Record extracts
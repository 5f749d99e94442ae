use serde::de::DeserializeOwned;
use serde::{Deserialize, Deserializer};
use serde_json::Value;
use std::path::{Path, PathBuf};

pub const DEFAULT_PRESET: &str = "balanced";

/// Detection parameters sent with every upload.
#[derive(Debug, Clone, PartialEq)]
pub struct DetectionConfig {
    pub preset: String,
    pub min_confidence: f64,
    pub min_visibility: f64,
    pub speed_threshold: f64,
    pub extension_threshold: f64,
    pub elbow_angle_threshold: f64,
    pub cooldown_sec: f64,
    pub combo_gap_sec: f64,
    pub timeline_bucket_sec: f64,
}

impl Default for DetectionConfig {
    fn default() -> Self {
        Self {
            preset: DEFAULT_PRESET.to_string(),
            min_confidence: 0.35,
            min_visibility: 0.5,
            speed_threshold: 0.022,
            extension_threshold: 0.006,
            elbow_angle_threshold: 120.0,
            cooldown_sec: 0.15,
            combo_gap_sec: 0.8,
            timeline_bucket_sec: 10.0,
        }
    }
}

impl DetectionConfig {
    /// Read a single field.
    pub fn get(&self, field: ConfigField) -> ConfigValue {
        match field {
            ConfigField::Preset => ConfigValue::Text(self.preset.clone()),
            ConfigField::MinConfidence => ConfigValue::Number(self.min_confidence),
            ConfigField::MinVisibility => ConfigValue::Number(self.min_visibility),
            ConfigField::SpeedThreshold => ConfigValue::Number(self.speed_threshold),
            ConfigField::ExtensionThreshold => ConfigValue::Number(self.extension_threshold),
            ConfigField::ElbowAngleThreshold => ConfigValue::Number(self.elbow_angle_threshold),
            ConfigField::CooldownSec => ConfigValue::Number(self.cooldown_sec),
            ConfigField::ComboGapSec => ConfigValue::Number(self.combo_gap_sec),
            ConfigField::TimelineBucketSec => ConfigValue::Number(self.timeline_bucket_sec),
        }
    }

    /// Form fields in wire order, every value rendered as text.
    pub fn form_fields(&self) -> Vec<(&'static str, String)> {
        ConfigField::ALL
            .iter()
            .map(|f| (f.name(), self.get(*f).to_form_value()))
            .collect()
    }
}

/// Names of the editable detection parameters.
#[derive(Debug, Clone, Copy, PartialEq, Eq, Hash)]
pub enum ConfigField {
    Preset,
    MinConfidence,
    MinVisibility,
    SpeedThreshold,
    ExtensionThreshold,
    ElbowAngleThreshold,
    CooldownSec,
    ComboGapSec,
    TimelineBucketSec,
}

impl ConfigField {
    pub const ALL: [ConfigField; 9] = [
        ConfigField::Preset,
        ConfigField::MinConfidence,
        ConfigField::MinVisibility,
        ConfigField::SpeedThreshold,
        ConfigField::ExtensionThreshold,
        ConfigField::ElbowAngleThreshold,
        ConfigField::CooldownSec,
        ConfigField::ComboGapSec,
        ConfigField::TimelineBucketSec,
    ];

    /// Form field name expected by the service.
    pub fn name(self) -> &'static str {
        match self {
            ConfigField::Preset => "preset",
            ConfigField::MinConfidence => "min_confidence",
            ConfigField::MinVisibility => "min_visibility",
            ConfigField::SpeedThreshold => "speed_threshold",
            ConfigField::ExtensionThreshold => "extension_threshold",
            ConfigField::ElbowAngleThreshold => "elbow_angle_threshold",
            ConfigField::CooldownSec => "cooldown_sec",
            ConfigField::ComboGapSec => "combo_gap_sec",
            ConfigField::TimelineBucketSec => "timeline_bucket_sec",
        }
    }

    pub fn label(self) -> &'static str {
        match self {
            ConfigField::Preset => "Preset",
            ConfigField::MinConfidence => "Min confidence",
            ConfigField::MinVisibility => "Min visibility",
            ConfigField::SpeedThreshold => "Speed threshold",
            ConfigField::ExtensionThreshold => "Extension threshold",
            ConfigField::ElbowAngleThreshold => "Elbow angle threshold",
            ConfigField::CooldownSec => "Cooldown (sec)",
            ConfigField::ComboGapSec => "Combo gap (sec)",
            ConfigField::TimelineBucketSec => "Timeline bucket (sec)",
        }
    }

    /// Advisory range shown next to the field. Nothing enforces it.
    pub fn domain(self) -> &'static str {
        match self {
            ConfigField::Preset => "preset name",
            ConfigField::MinConfidence | ConfigField::MinVisibility => "0..1",
            ConfigField::ElbowAngleThreshold => "60..180",
            ConfigField::TimelineBucketSec => ">= 1",
            _ => ">= 0",
        }
    }

    pub fn is_numeric(self) -> bool {
        !matches!(self, ConfigField::Preset)
    }

    pub fn from_name(name: &str) -> Option<Self> {
        ConfigField::ALL.iter().copied().find(|f| f.name() == name)
    }

    /// Turn user-typed text into a value of the right kind for this field.
    pub fn parse_value(self, raw: &str) -> Result<ConfigValue, crate::error::ConfigError> {
        if !self.is_numeric() {
            return Ok(ConfigValue::Text(raw.trim().to_string()));
        }
        raw.trim()
            .parse::<f64>()
            .map(ConfigValue::Number)
            .map_err(|_| crate::error::ConfigError::InvalidNumber {
                field: self.name(),
                input: raw.to_string(),
            })
    }
}

#[derive(Debug, Clone, PartialEq)]
pub enum ConfigValue {
    Number(f64),
    Text(String),
}

impl ConfigValue {
    /// Decimal text sent in the multipart form (`120` rather than `120.0`).
    pub fn to_form_value(&self) -> String {
        match self {
            ConfigValue::Number(n) => n.to_string(),
            ConfigValue::Text(s) => s.clone(),
        }
    }
}

impl std::fmt::Display for ConfigValue {
    fn fmt(&self, f: &mut std::fmt::Formatter<'_>) -> std::fmt::Result {
        f.write_str(&self.to_form_value())
    }
}

pub const HEALTH_CHECKING: &str = "Checking API status...";
pub const HEALTH_ONLINE: &str = "API online";
pub const HEALTH_NOT_OK: &str = "API returned non-ok status";
pub const HEALTH_UNREACHABLE: &str = "API unreachable";

#[derive(Debug, Clone, PartialEq, Eq)]
pub struct HealthStatus {
    pub ok: bool,
    pub text: String,
}

impl Default for HealthStatus {
    fn default() -> Self {
        Self {
            ok: false,
            text: HEALTH_CHECKING.to_string(),
        }
    }
}

impl HealthStatus {
    /// Build from the `status` field of a decoded `/health` body.
    pub fn from_status(status: Option<&str>) -> Self {
        let ok = status == Some("ok");
        Self {
            ok,
            text: if ok { HEALTH_ONLINE } else { HEALTH_NOT_OK }.to_string(),
        }
    }

    pub fn unreachable() -> Self {
        Self {
            ok: false,
            text: HEALTH_UNREACHABLE.to_string(),
        }
    }
}

/// Ordered preset names offered by the service.
#[derive(Debug, Clone, PartialEq, Eq)]
pub struct PresetCatalog(Vec<String>);

impl Default for PresetCatalog {
    fn default() -> Self {
        Self(vec![DEFAULT_PRESET.to_string()])
    }
}

impl PresetCatalog {
    /// Empty key sets fall back to the default catalog.
    pub fn from_names(names: Vec<String>) -> Self {
        if names.is_empty() {
            Self::default()
        } else {
            Self(names)
        }
    }

    pub fn names(&self) -> &[String] {
        &self.0
    }

    pub fn contains(&self, name: &str) -> bool {
        self.0.iter().any(|n| n == name)
    }

    /// Preset after (or before) `current`, wrapping around.
    pub fn cycle(&self, current: &str, forward: bool) -> &str {
        let len = self.0.len();
        let next = match self.0.iter().position(|n| n == current) {
            Some(i) if forward => (i + 1) % len,
            Some(i) => (i + len - 1) % len,
            None => 0,
        };
        &self.0[next]
    }
}

/// `GET /health` body. Any JSON value is accepted; only an object's `status` is read.
#[derive(Debug, Clone, Default, PartialEq)]
pub struct HealthResponse {
    pub status: Option<Value>,
}

impl HealthResponse {
    pub fn from_value(body: &Value) -> Self {
        Self {
            status: body.get("status").cloned(),
        }
    }

    pub fn status_text(&self) -> Option<&str> {
        self.status.as_ref().and_then(Value::as_str)
    }
}

/// `GET /settings-presets` body. Only the key set is used.
#[derive(Debug, Clone, Default, Deserialize)]
pub struct PresetsResponse {
    #[serde(default, deserialize_with = "lenient")]
    pub preset_overrides: Option<serde_json::Map<String, Value>>,
}

impl PresetsResponse {
    pub fn preset_names(&self) -> Vec<String> {
        self.preset_overrides
            .as_ref()
            .map(|m| m.keys().cloned().collect())
            .unwrap_or_default()
    }
}

/// Analysis document returned by `/upload`.
///
/// The typed view is best-effort: any subtree with an unexpected shape reads as absent.
/// `raw` keeps the document exactly as received.
#[derive(Debug, Clone, PartialEq)]
pub struct AnalysisResult {
    pub video_stats: Option<VideoStats>,
    pub raw: Value,
}

impl AnalysisResult {
    pub fn from_value(raw: Value) -> Self {
        let video_stats = raw
            .get("video_stats")
            .filter(|v| v.is_object())
            .and_then(|v| VideoStats::deserialize(v).ok());
        Self { video_stats, raw }
    }

    pub fn events(&self) -> &[PunchEvent] {
        self.video_stats
            .as_ref()
            .map(|s| s.punch_events.as_slice())
            .unwrap_or_default()
    }
}

#[derive(Debug, Clone, Default, PartialEq, Deserialize)]
pub struct VideoStats {
    #[serde(default)]
    pub counted_punches: Option<Value>,
    #[serde(default)]
    pub detected_punches_raw: Option<Value>,
    #[serde(default)]
    pub pose_coverage: Option<Value>,
    #[serde(default, deserialize_with = "lenient")]
    pub analytics: Option<Analytics>,
    #[serde(default, deserialize_with = "lenient_events")]
    pub punch_events: Vec<PunchEvent>,
}

#[derive(Debug, Clone, Default, PartialEq, Deserialize)]
pub struct Analytics {
    #[serde(default)]
    pub punches_per_minute: Option<Value>,
    #[serde(default)]
    pub combo_count: Option<Value>,
    #[serde(default)]
    pub max_combo: Option<Value>,
}

#[derive(Debug, Clone, Default, PartialEq, Deserialize)]
pub struct PunchEvent {
    #[serde(default)]
    pub frame: Option<Value>,
    #[serde(default)]
    pub time_sec: Option<Value>,
    #[serde(default)]
    pub hand: Option<Value>,
    #[serde(default, rename = "type")]
    pub kind: Option<Value>,
    #[serde(default)]
    pub confidence: Option<Value>,
    #[serde(default)]
    pub counted: Option<Value>,
}

/// Deserialize an object-shaped `T`, reading anything else as `None`.
fn lenient<'de, D, T>(de: D) -> Result<Option<T>, D::Error>
where
    D: Deserializer<'de>,
    T: DeserializeOwned,
{
    let v = Value::deserialize(de)?;
    if !v.is_object() {
        return Ok(None);
    }
    Ok(serde_json::from_value(v).ok())
}

/// Keep event order; entries that are not objects become empty events.
fn lenient_events<'de, D>(de: D) -> Result<Vec<PunchEvent>, D::Error>
where
    D: Deserializer<'de>,
{
    let v = Value::deserialize(de)?;
    let Value::Array(items) = v else {
        return Ok(Vec::new());
    };
    Ok(items
        .into_iter()
        .map(|item| match item {
            Value::Object(_) => serde_json::from_value(item).unwrap_or_default(),
            _ => PunchEvent::default(),
        })
        .collect())
}

/// A video chosen by the user. Only the path is held; bytes are read at submission.
#[derive(Debug, Clone, PartialEq, Eq)]
pub struct SelectedFile {
    pub path: PathBuf,
}

impl SelectedFile {
    pub fn new(path: impl Into<PathBuf>) -> Self {
        Self { path: path.into() }
    }

    /// Base name as shown to the user and sent as the upload filename.
    pub fn name(&self) -> String {
        self.path
            .file_name()
            .map(|n| n.to_string_lossy().into_owned())
            .unwrap_or_else(|| self.path.to_string_lossy().into_owned())
    }

    pub fn path(&self) -> &Path {
        &self.path
    }
}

What you should do
The answer must be a single number: the count of lines in the listing that hold the string "Analytics".

Your response
2